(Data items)
^^^^^^^^^^^^^^^^

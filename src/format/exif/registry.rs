//! Tag registry.
//!
//! Maps `(directory kind, tag id)` and `(directory kind, tag name)` to a
//! [`TagDefinition`]. The standard registry is built once from the built-in
//! catalogue and shared behind an `Arc`; callers that need extra tags build
//! their own registry and inject it into the scanner and builder.

use std::collections::HashMap;
use std::sync::{Arc, OnceLock};

use tracing::warn;

use super::catalogue::STANDARD_TAGS;
use super::kinds::DirectoryKind;
use super::types::{TagType, TagValue};
use crate::error::ExifError;

/// Kinds searched by [`TagRegistry::find_first`] when no candidates are given.
pub const DEFAULT_GUESS_KINDS: [DirectoryKind; 2] = [DirectoryKind::Exif, DirectoryKind::Primary];

// =============================================================================
// TagDefinition
// =============================================================================

/// A registered tag.
#[derive(Debug, Clone, PartialEq, Eq)]
pub struct TagDefinition {
    pub id: u16,
    pub name: String,
    pub kind: DirectoryKind,
    pub supported_types: Vec<TagType>,
}

impl TagDefinition {
    pub fn new(
        kind: DirectoryKind,
        id: u16,
        name: impl Into<String>,
        supported_types: Vec<TagType>,
    ) -> Self {
        Self {
            id,
            name: name.into(),
            kind,
            supported_types,
        }
    }

    pub fn does_support_type(&self, tag_type: TagType) -> bool {
        self.supported_types.contains(&tag_type)
    }

    /// Type to store `value` as when the tag allows several.
    ///
    /// LONG wins over SHORT; RATIONAL and SRATIONAL are chosen by the value's
    /// sign. Returns `None` when the supported set is empty or has no rule.
    pub fn encoding_type(&self, value: &TagValue) -> Option<TagType> {
        match self.supported_types.as_slice() {
            [] => None,
            [only] => Some(*only),
            types => {
                let has = |t: TagType| types.contains(&t);
                if has(TagType::Long) && has(TagType::Short) {
                    Some(TagType::Long)
                } else if has(TagType::Rational) && has(TagType::SignedRational) {
                    match value {
                        TagValue::SignedRationals(_) => Some(TagType::SignedRational),
                        _ => Some(TagType::Rational),
                    }
                } else {
                    None
                }
            }
        }
    }
}

// =============================================================================
// TagRegistry
// =============================================================================

/// Index of known tags per directory kind.
#[derive(Debug, Clone, Default)]
pub struct TagRegistry {
    by_id: HashMap<(DirectoryKind, u16), TagDefinition>,
    by_name: HashMap<(DirectoryKind, String), u16>,
}

static STANDARD: OnceLock<Arc<TagRegistry>> = OnceLock::new();

impl TagRegistry {
    /// A registry with no tags.
    pub fn empty() -> Self {
        Self::default()
    }

    /// A fresh registry holding the built-in catalogue.
    pub fn with_standard_tags() -> Self {
        let mut registry = Self::empty();
        for row in STANDARD_TAGS.iter() {
            let definition = TagDefinition::new(row.kind, row.id, row.name, row.types.to_vec());
            // The catalogue has no duplicates; a clash would only drop the later row.
            if let Err(err) = registry.add(definition) {
                warn!(error = %err, "Skipping duplicate catalogue row");
            }
        }
        registry
    }

    /// The shared standard registry, built on first use.
    ///
    /// Racing first callers block until the single build finishes.
    pub fn standard() -> Arc<TagRegistry> {
        Arc::clone(STANDARD.get_or_init(|| Arc::new(Self::with_standard_tags())))
    }

    /// Register a tag.
    ///
    /// # Errors
    /// - `DuplicateTag` if the id or the name is already taken in that kind
    pub fn add(&mut self, definition: TagDefinition) -> Result<(), ExifError> {
        let id_key = (definition.kind, definition.id);
        let name_key = (definition.kind, definition.name.clone());
        if self.by_id.contains_key(&id_key) || self.by_name.contains_key(&name_key) {
            return Err(ExifError::DuplicateTag {
                kind: definition.kind.name(),
                tag_id: definition.id,
            });
        }
        self.by_name.insert(name_key, definition.id);
        self.by_id.insert(id_key, definition);
        Ok(())
    }

    pub fn len(&self) -> usize {
        self.by_id.len()
    }

    pub fn is_empty(&self) -> bool {
        self.by_id.is_empty()
    }

    /// Look a tag up in its own kind.
    pub fn get(&self, kind: DirectoryKind, tag_id: u16) -> Result<&TagDefinition, ExifError> {
        self.by_id
            .get(&(kind, tag_id))
            .ok_or(ExifError::TagNotFound {
                kind: kind.name(),
                tag_id,
            })
    }

    pub fn get_by_name(&self, kind: DirectoryKind, name: &str) -> Result<&TagDefinition, ExifError> {
        self.by_name
            .get(&(kind, name.to_string()))
            .and_then(|id| self.by_id.get(&(kind, *id)))
            .ok_or_else(|| ExifError::TagNameNotFound {
                kind: kind.name(),
                name: name.to_string(),
            })
    }

    /// Look a tag up in `kind`, then in every other kind.
    ///
    /// A hit in another kind is only a guess: the same id can mean something
    /// else there, with a different value type.
    pub fn search_all_kinds(&self, kind: DirectoryKind, tag_id: u16) -> Result<&TagDefinition, ExifError> {
        if let Ok(definition) = self.get(kind, tag_id) {
            return Ok(definition);
        }

        for other in DirectoryKind::ALL.into_iter().filter(|k| *k != kind) {
            if let Ok(definition) = self.get(other, tag_id) {
                warn!(
                    tag_id = format_args!("0x{tag_id:04x}"),
                    found_in = other.name(),
                    expected = kind.name(),
                    "Found tag in the wrong directory"
                );
                return Ok(definition);
            }
        }

        Err(ExifError::TagNotFound {
            kind: kind.name(),
            tag_id,
        })
    }

    /// First candidate kind that registers `tag_id` with `tag_type` among its
    /// supported types.
    ///
    /// `None` for `candidates` means [`DEFAULT_GUESS_KINDS`]. Used to recover
    /// tags written into the wrong directory by broken encoders.
    pub fn find_first(
        &self,
        tag_id: u16,
        tag_type: TagType,
        candidates: Option<&[DirectoryKind]>,
    ) -> Result<&TagDefinition, ExifError> {
        let candidates = candidates.unwrap_or(&DEFAULT_GUESS_KINDS);
        candidates
            .iter()
            .filter_map(|kind| self.get(*kind, tag_id).ok())
            .find(|definition| definition.does_support_type(tag_type))
            .ok_or(ExifError::TagNotFound {
                kind: candidates.first().copied().unwrap_or(DirectoryKind::Primary).name(),
                tag_id,
            })
    }

    /// All definitions owned by `kind`, ordered by id.
    pub fn definitions_for(&self, kind: DirectoryKind) -> Vec<&TagDefinition> {
        let mut definitions: Vec<&TagDefinition> =
            self.by_id.values().filter(|d| d.kind == kind).collect();
        definitions.sort_by_key(|d| d.id);
        definitions
    }
}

^^^^^^^^^^^^^^^^

Copy out the lines above with "TagValue" in them.

use super::types::{TagType, TagValue};
    pub fn encoding_type(&self, value: &TagValue) -> Option<TagType> {
                        TagValue::SignedRationals(_) => Some(TagType::SignedRational),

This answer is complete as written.